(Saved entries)
--- START ---

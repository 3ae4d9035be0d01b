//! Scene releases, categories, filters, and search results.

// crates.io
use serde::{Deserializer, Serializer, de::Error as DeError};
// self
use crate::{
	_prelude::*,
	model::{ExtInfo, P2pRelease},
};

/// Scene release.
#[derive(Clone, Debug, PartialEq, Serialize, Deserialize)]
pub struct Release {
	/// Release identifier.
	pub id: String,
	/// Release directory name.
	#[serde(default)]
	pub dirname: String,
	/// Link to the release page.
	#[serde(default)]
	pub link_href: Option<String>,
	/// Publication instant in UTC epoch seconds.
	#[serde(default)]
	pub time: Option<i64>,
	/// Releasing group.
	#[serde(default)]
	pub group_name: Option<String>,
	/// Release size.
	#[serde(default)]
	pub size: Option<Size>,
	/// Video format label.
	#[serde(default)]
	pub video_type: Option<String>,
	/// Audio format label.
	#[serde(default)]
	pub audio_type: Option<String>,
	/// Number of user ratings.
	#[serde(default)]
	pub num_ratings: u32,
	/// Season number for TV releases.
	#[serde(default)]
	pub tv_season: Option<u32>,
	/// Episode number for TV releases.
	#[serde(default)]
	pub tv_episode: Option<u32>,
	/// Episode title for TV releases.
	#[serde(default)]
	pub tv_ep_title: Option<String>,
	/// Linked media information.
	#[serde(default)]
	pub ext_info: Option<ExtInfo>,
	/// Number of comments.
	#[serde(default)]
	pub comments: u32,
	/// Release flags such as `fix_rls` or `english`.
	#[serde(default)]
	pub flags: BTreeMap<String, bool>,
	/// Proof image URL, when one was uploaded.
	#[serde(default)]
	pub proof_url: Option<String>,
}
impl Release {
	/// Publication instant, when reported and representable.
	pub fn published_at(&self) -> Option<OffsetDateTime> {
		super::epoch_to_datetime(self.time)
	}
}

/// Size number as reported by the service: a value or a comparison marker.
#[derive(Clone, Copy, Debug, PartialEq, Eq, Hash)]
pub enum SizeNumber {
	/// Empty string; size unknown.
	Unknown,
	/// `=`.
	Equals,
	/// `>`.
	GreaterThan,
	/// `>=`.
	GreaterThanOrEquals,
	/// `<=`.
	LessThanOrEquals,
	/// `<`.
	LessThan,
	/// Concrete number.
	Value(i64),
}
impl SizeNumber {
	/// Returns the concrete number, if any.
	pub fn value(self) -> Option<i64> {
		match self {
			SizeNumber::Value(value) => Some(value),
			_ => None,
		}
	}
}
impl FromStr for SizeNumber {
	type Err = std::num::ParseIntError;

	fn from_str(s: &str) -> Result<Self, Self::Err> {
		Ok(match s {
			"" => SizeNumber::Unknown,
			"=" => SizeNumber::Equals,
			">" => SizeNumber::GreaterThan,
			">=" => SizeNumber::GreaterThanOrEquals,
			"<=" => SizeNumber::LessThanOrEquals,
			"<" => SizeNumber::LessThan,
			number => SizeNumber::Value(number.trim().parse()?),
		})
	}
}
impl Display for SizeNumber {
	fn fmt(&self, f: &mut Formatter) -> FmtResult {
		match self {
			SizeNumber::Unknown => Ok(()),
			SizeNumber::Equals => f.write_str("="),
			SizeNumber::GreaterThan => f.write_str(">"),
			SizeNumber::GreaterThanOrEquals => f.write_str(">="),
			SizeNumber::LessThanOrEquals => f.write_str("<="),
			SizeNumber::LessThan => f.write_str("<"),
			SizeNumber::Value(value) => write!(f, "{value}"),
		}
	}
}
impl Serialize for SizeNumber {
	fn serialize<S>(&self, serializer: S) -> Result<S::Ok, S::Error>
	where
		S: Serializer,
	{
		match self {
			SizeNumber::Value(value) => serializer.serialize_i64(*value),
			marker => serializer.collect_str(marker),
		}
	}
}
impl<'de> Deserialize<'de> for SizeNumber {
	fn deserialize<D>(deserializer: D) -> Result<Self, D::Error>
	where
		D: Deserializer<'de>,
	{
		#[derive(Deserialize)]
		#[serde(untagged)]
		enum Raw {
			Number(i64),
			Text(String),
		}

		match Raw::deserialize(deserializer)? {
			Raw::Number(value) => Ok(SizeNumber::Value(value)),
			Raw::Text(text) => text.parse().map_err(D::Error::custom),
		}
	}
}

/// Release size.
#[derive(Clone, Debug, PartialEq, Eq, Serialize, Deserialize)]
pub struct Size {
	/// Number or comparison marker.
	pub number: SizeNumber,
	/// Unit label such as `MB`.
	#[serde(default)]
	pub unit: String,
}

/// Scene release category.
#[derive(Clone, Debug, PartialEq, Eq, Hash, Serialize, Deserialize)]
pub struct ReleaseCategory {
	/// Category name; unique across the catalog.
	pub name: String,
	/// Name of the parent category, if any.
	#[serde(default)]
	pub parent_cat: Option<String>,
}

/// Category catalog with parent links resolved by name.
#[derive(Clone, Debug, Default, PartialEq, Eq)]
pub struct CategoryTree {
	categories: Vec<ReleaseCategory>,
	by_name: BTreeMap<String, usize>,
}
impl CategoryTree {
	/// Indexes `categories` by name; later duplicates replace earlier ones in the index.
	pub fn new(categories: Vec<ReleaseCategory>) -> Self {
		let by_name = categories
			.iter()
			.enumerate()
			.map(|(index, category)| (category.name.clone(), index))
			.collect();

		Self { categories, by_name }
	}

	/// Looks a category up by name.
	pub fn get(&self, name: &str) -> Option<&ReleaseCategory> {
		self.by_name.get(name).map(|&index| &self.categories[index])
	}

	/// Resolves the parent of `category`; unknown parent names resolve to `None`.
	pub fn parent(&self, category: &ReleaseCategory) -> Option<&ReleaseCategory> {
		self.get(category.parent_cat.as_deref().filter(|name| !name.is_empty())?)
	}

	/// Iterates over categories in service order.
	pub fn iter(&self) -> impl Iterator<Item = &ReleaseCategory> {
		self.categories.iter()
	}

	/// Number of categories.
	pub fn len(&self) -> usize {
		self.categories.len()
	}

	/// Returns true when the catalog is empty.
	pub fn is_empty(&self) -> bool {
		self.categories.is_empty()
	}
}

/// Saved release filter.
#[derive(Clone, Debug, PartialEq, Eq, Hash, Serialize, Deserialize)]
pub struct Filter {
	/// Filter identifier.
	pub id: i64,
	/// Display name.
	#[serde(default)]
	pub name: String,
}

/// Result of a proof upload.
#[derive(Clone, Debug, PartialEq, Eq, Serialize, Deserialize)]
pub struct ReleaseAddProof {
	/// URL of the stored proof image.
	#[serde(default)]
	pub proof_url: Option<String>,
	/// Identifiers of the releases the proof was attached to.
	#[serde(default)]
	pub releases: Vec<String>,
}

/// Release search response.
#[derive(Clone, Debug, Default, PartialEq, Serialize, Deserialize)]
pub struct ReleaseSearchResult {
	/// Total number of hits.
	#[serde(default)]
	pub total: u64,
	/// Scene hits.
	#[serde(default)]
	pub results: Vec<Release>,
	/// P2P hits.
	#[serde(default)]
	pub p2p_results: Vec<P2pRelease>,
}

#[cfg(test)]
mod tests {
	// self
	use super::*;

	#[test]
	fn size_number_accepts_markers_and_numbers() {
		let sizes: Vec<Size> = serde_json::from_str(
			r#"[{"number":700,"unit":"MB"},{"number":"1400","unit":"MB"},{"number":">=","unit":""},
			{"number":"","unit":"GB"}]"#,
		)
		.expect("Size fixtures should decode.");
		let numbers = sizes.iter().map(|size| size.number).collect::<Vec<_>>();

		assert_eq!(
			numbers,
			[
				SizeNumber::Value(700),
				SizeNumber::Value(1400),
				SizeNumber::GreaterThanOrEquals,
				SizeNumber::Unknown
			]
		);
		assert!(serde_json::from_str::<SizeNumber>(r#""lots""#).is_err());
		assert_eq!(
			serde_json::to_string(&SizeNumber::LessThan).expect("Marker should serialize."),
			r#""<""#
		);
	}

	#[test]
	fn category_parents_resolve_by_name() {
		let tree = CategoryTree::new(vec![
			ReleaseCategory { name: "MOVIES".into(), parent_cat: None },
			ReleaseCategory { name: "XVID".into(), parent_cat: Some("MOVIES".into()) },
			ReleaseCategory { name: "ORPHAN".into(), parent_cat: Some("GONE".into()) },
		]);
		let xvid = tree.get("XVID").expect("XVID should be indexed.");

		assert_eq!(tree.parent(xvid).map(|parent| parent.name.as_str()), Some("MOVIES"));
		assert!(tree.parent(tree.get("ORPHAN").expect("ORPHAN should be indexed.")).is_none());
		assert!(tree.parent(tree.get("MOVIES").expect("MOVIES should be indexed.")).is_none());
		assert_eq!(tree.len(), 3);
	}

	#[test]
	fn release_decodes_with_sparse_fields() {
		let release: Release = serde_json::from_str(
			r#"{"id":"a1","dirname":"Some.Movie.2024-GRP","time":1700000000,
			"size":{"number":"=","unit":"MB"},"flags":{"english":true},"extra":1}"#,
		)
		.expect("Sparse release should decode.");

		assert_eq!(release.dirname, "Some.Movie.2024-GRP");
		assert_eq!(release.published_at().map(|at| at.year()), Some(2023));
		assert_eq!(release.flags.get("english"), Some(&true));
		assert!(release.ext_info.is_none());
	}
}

--- END ---

- TRY IT
Lines with the string "flags": say how many appear in the entries above, giving the number alone.

- WORKED SOLUTION
4